Tiempo de lectura: 4 minutos

Por Dante Liano

Delante de mi casa, todos los jueves discurre el vocerío caótico de medias, quesos, iphones, pilas, pantalones, pollos, albaricoques, flores y pescados de los puestos del mercado. Desde el alba, se comienza a oír el ronroneo de los generadores eléctricos transportados en los paneles robustos, abiertos como latas de conserva, desplegados en mostradores efímeros que ofrecen, mudos ellos y escandalosos los vendedores, las mercaderías que urge comprar, más baratas y llamativas que en parte alguna. Allí, entre la cortina de tejidos africanos y artesanías de su país, está Hassen, un etíope apuesto y alto, con la testa pelada y los dientes separados, que nos saluda con un vozarrón que hace voltear la cabeza a los otros compradores. En su juventud, Hassen hacía enamorar a las voluntarias del centro de solidaridad al que asistía. Se casó con la más bella pero el matrimonio duro poco: demasiadas diferencias culturales. Ahora está casado con una senegalesa de aspecto intelectual, sinuosa y con gafas negras, tímida y escondida. Prefiero los mercados por esto, porque llenos de humanidad. El vendedor de semillas y aceitunas se nos fue, se jubiló, y ahora me falta a quién saludar cuando paso por el puesto ocupado por otro.

Mercato rionale di via Ampère.

Frente al portón están los vendedores de la fruta más barata de toda la calle. Son árabes y apenas hablan el italiano. Estábamos a punto de quejarnos con la portera cuando nos contó que eran sus primos. Gritan todos a la vez, o quizá no gritan, quizá es su tono normal de hablar. También los chinos, en el metro, nos sorprenden porque parece que estuvieran peleando con su interlocutor. Mejor relación con los vendedores de pescado. Uno de ellos es un rumano colorado y de ojos claros. Ya entrados en confianza, nos confiesa que le duele permanentemente una rodilla, pero no logra curarse porque tiene que adelgazar y (hace el gesto) le gusta tomar cerveza. Es él quien nos cuenta de unos paisanos suyos que querían emborracharse y compraron, sin darse cuenta, una caja de cervezas sin alcohol. Después de cinco, se preguntaban porqué no se les subía a la cabeza. Se ríe y nos vende hermosos y frescos pescados, y su simpatía es tal que no nos damos cuenta del alto precio.
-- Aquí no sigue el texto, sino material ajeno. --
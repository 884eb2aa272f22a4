use std::sync::Arc;

use serde::Serialize;
use trade_core::{
    Economy, PauseOutcome, Registry, SimConfig, Simulation, StartOutcome, Station, SystemClock,
    setup_example_world,
};

use crate::command::{Command, HELP, ListTarget};

/// What the shell should do after a command.
#[derive(Debug, Clone, PartialEq, Eq)]
pub enum Reply {
    Print(String),
    Exit,
}

pub struct Shell {
    simulation: Simulation,
    config: SimConfig,
}

impl Shell {
    pub fn new(config: SimConfig) -> Self {
        let registry = Arc::new(Registry::new());
        let economy = Economy::new(registry, Arc::new(SystemClock), &config);
        Self {
            simulation: Simulation::new(economy, &config),
            config,
        }
    }

    fn registry(&self) -> &Registry {
        self.simulation.registry()
    }

    pub fn execute(&self, command: Command) -> anyhow::Result<Reply> {
        let text = match command {
            Command::Exit => {
                self.simulation.pause();
                return Ok(Reply::Exit);
            }
            Command::Help => HELP.to_string(),
            Command::Init => {
                let world = setup_example_world(self.registry(), &self.config);
                format!("Initialized example world at station {}", world.station)
            }
            Command::Start => match self.simulation.start() {
                StartOutcome::Started => "Simulation started".to_string(),
                StartOutcome::AlreadyRunning => "Program already running".to_string(),
            },
            Command::Pause => match self.simulation.pause() {
                PauseOutcome::Paused => "Simulation paused".to_string(),
                PauseOutcome::NotRunning => "World not active".to_string(),
            },
            Command::List(target) => self.list(target)?,
            Command::AddStation { name } => {
                let station = Station::new(name);
                let text = format!("Added station {} ({})", station.name, station.id);
                self.registry().insert(station);
                text
            }
        };
        Ok(Reply::Print(text))
    }

    fn list(&self, target: ListTarget) -> serde_json::Result<String> {
        let registry = self.registry();
        match target {
            ListTarget::Commodities => pretty(&registry.commodities(&[])),
            ListTarget::Entities => pretty(&registry.entities(&[])),
            ListTarget::Businesses => pretty(&registry.businesses(&[])),
            ListTarget::Producers => pretty(&registry.production_units(&[])),
            ListTarget::Stations => pretty(&registry.stations(&[])),
            ListTarget::Stockpile => pretty(&registry.stocks(&[])),
            ListTarget::ActiveTrades => pretty(&registry.active_trades(&[])),
        }
    }
}

fn pretty<T: Serialize>(records: &[T]) -> serde_json::Result<String> {
    serde_json::to_string_pretty(records)
}
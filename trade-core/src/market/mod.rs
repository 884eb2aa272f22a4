//! Offer matching and the trade lifecycle after quoting.

pub mod clearing;
pub mod settlement;
pub mod timeout;

pub use clearing::{MatchTerms, clear_pair, clear_station, reciprocal_price, run_clearing_step};
pub use settlement::settle;
pub use timeout::{TimeoutOutcome, expire, run_timeout_step};
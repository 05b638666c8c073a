//! Halo exchange for the volumetric wavefield.
//!
//! Pack, transport, and unpack are three strictly ordered phases: every
//! boundary-adjacent plane is staged before the first message leaves, and no
//! ghost plane is written until its message has fully arrived. After
//! `exchange` returns, every ghost cell adjacent to a real neighbor holds
//! that neighbor's interior values for the requested (pair, stage) and no
//! other region of the array has been touched. The round trip is equivalent
//! to a direct remote read of the neighbor's boundary planes; that contract
//! holds regardless of the transport backend.

use super::comm::CommunicationBackend;
use super::{BufferPool, ExchangeFamily, ExchangeTag};
use crate::error::{Result, TemblorError};
use crate::kernel::{PackKernel, RegionSpec};
use crate::stencil::StencilSpec;
use crate::topology::{Direction, Neighbor, NeighborTable};
use crate::wavefield::{GridLayout, Wavefield};

/// Per-rank context for volumetric halo exchange.
pub struct WavefieldExchange {
    layout: GridLayout,
    stencil: StencilSpec,
    table: NeighborTable,
    ncmp_max: usize,
    pool: BufferPool,
}

impl WavefieldExchange {
    /// Validate the topology against the stencil and allocate staging slots.
    ///
    /// Fails with a config error if the halo is wider than the local interior
    /// along an exchanged axis, and with an allocation error if the staging
    /// sizes overflow.
    pub fn new(
        layout: GridLayout,
        stencil: StencilSpec,
        table: NeighborTable,
        ncmp_max: usize,
    ) -> Result<Self> {
        if layout.halo != stencil.halo_width {
            return Err(TemblorError::Config(format!(
                "grid padded for halo {} but stencil needs {}",
                layout.halo, stencil.halo_width
            )));
        }
        let has_y = Direction::ALL[..2].iter().any(|&d| table.get(d) != Neighbor::Boundary);
        let has_z = Direction::ALL[2..].iter().any(|&d| table.get(d) != Neighbor::Boundary);
        if has_y {
            stencil.validate_extent("y", layout.nj)?;
        }
        if has_z {
            stencil.validate_extent("z", layout.nk)?;
        }

        let h = stencil.halo_width;
        let len = |a: usize, b: usize| -> Result<usize> {
            a.checked_mul(b)
                .and_then(|c| c.checked_mul(h))
                .and_then(|c| c.checked_mul(ncmp_max))
                .ok_or_else(|| TemblorError::Allocation {
                    context: "wavefield staging buffer".into(),
                    bytes: (a as u128)
                        .saturating_mul(b as u128)
                        .saturating_mul(h as u128)
                        .saturating_mul(ncmp_max as u128)
                        .saturating_mul(4),
                })
        };
        let y_len = len(layout.ni, layout.nk)?;
        let z_len = len(layout.ni, layout.nj)?;
        let pool = BufferPool::new(
            "wavefield exchange",
            stencil.num_pairs,
            stencil.num_stages,
            [y_len, y_len, z_len, z_len],
        )?;
        Ok(Self {
            layout,
            stencil,
            table,
            ncmp_max,
            pool,
        })
    }

    /// Staging size for one direction at the maximum variable count.
    pub fn buffer_len(&self, dir: Direction) -> usize {
        self.pool.buffer_len(dir)
    }

    pub fn neighbor_table(&self) -> &NeighborTable {
        &self.table
    }

    /// The interior planes a neighbor needs from this rank.
    fn send_region(&self, dir: Direction, ncmp: usize) -> RegionSpec {
        let l = &self.layout;
        let h = self.stencil.halo_width;
        let (start, count) = match dir {
            Direction::YMinus => ([h, h, h], [l.ni, h, l.nk]),
            Direction::YPlus => ([h, l.nj, h], [l.ni, h, l.nk]),
            Direction::ZMinus => ([h, h, h], [l.ni, l.nj, h]),
            Direction::ZPlus => ([h, h, l.nk], [l.ni, l.nj, h]),
        };
        RegionSpec::volume(l, start, count, ncmp)
    }

    /// The ghost planes this rank fills from a neighbor.
    fn ghost_region(&self, dir: Direction, ncmp: usize) -> RegionSpec {
        let l = &self.layout;
        let h = self.stencil.halo_width;
        let (start, count) = match dir {
            Direction::YMinus => ([h, 0, h], [l.ni, h, l.nk]),
            Direction::YPlus => ([h, h + l.nj, h], [l.ni, h, l.nk]),
            Direction::ZMinus => ([h, h, 0], [l.ni, l.nj, h]),
            Direction::ZPlus => ([h, h, h + l.nk], [l.ni, l.nj, h]),
        };
        RegionSpec::volume(l, start, count, ncmp)
    }

    fn tag(&self, pair: usize, stage: usize, dir: Direction) -> ExchangeTag {
        ExchangeTag {
            family: ExchangeFamily::Wavefield,
            pair,
            stage,
            direction: dir,
            plane: None,
        }
    }

    /// Exchange the first `ncmp` components of one integration level.
    ///
    /// Directions whose neighbor is a physical boundary are skipped entirely;
    /// their ghost values belong to the boundary-condition module. A rank
    /// that is its own neighbor (periodic axis of size 1) is resolved as a
    /// staged local copy, never a message to self.
    pub fn exchange(
        &mut self,
        wavefield: &mut Wavefield,
        level: usize,
        pair: usize,
        stage: usize,
        ncmp: usize,
        comm: &dyn CommunicationBackend,
        kernel: &dyn PackKernel,
    ) -> Result<()> {
        if ncmp > self.ncmp_max {
            return Err(TemblorError::Config(format!(
                "exchange of {ncmp} components exceeds pool sized for {}",
                self.ncmp_max
            )));
        }
        if wavefield.layout != self.layout {
            return Err(TemblorError::Config(
                "wavefield layout does not match exchange context".into(),
            ));
        }
        let table = self.table;
        let me = comm.rank();
        let field = wavefield.level_mut(level)?;

        // Phase 1: stage every outgoing boundary plane.
        for (dir, _) in table.exchange_directions() {
            let region = self.send_region(dir, ncmp);
            let n = region.len();
            let slot = self.pool.slot_mut(pair, stage, dir)?;
            kernel.pack(field, &region, &mut slot.send[..n])?;
        }

        // Phase 2: transport. All packs are complete, so a self-neighbor can
        // read the opposite side's staged planes directly.
        for (dir, peer) in table.exchange_directions() {
            let n = self.send_region(dir, ncmp).len();
            if peer == me {
                self.pool.local_copy(pair, stage, dir.opposite(), dir, n)?;
            } else {
                tracing::trace!(?dir, peer, pair, stage, "wavefield sendrecv");
                let send_tag = self.tag(pair, stage, dir);
                let recv_tag = self.tag(pair, stage, dir.opposite());
                let slot = self.pool.slot_mut(pair, stage, dir)?;
                comm.sendrecv(peer, send_tag, recv_tag, &slot.send[..n], &mut slot.recv[..n])?;
            }
        }

        // Phase 3: scatter arrivals into ghost planes.
        for (dir, _) in table.exchange_directions() {
            let region = self.ghost_region(dir, ncmp);
            let n = region.len();
            let slot = self.pool.slot_mut(pair, stage, dir)?;
            kernel.unpack(field, &region, &slot.recv[..n])?;
        }
        Ok(())
    }
}
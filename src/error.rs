use thiserror::Error;

#[derive(Debug, Error)]
pub enum TemblorError {
    #[error("Config error: {0}")]
    Config(String),

    #[error("Allocation error: {context} would require {bytes} bytes")]
    Allocation { context: String, bytes: u128 },

    #[error("Non-finite {what} on rank {rank} at step {step}{}", plane_suffix(.plane))]
    NonFinite {
        what: String,
        rank: usize,
        step: usize,
        plane: Option<usize>,
    },

    #[error("Exchange error: {0}")]
    Exchange(String),

    #[error("GPU error: {0}")]
    Gpu(String),
}

fn plane_suffix(plane: &Option<usize>) -> String {
    match plane {
        Some(id) => format!(" (fault plane {id})"),
        None => String::new(),
    }
}

pub type Result<T> = std::result::Result<T, TemblorError>;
Mercado de San Lucas, Sacatepéquez.

Sin embargo, el mercado más nostálgico sigue siendo el de San Lucas Sacatepéquez. De vez en cuando, yo llevaba a mi madre a comprar verduras y frutas, incomparables allí, en donde se juntan las carreteras del Occidente. Aprendí, en ese mercado, que así como existe el arte de escribir, existe el arte poético de vender y el arte de saber comprar. En los mercados mayas, regatear es una ceremonia en la que se honra al vendedor, como un pequeño ídolo delante de su cesto de sol y lluvia. Se comienza con preguntas generales, sobre la salud y la familia de cada uno, y luego, con delicadeza, se expresa la voluntad de comprar algo de lo que yace esperanzado en la canasta. “¿A cuánto están los limones?” Entonces el vendedor dispara un precio exorbitante, porque ya se sabe que comienza el trato. Ante lo exagerado de la petición, el comprador finge susto y asombro y debe proclamarlos con una frase entre lo espantado y divertido: “¡Señora, usted me está viendo cara de extranjero, yo soy de aquí, como usted y sé los precios!”. Entonces, el comprador ataca ofreciendo una cantidad muy baja, ante lo cual el que se espanta es el vendedor. “¡Ay, Dios!”, exclamará. “Con eso ni siquiera me alcanza para la camioneta!”. Y relanza, bajando el precio inicial, pero no tanto. La ceremonia va adelante, entre chistes y risas, hasta que vendedor y comprador llegan a un precio considerado justo por ambos. Lo principal es querer comprar. Regatear no es un juego, aunque lo parezca. El peor comprador es el que no tiene ni la intención ni el dinero. Y uno sale con su compra, contento de tener la sensación de haber hecho un buen negocio, aunque haya pagado un poco más de lo debido. Importa también haber conversado, haber establecido una relación con el vendedor, para la próxima vez. Mi madre conocía una por una a las vendedoras, a sus familias, a sus hijos, y ellas la conocían también, y la compra era larga y conversada.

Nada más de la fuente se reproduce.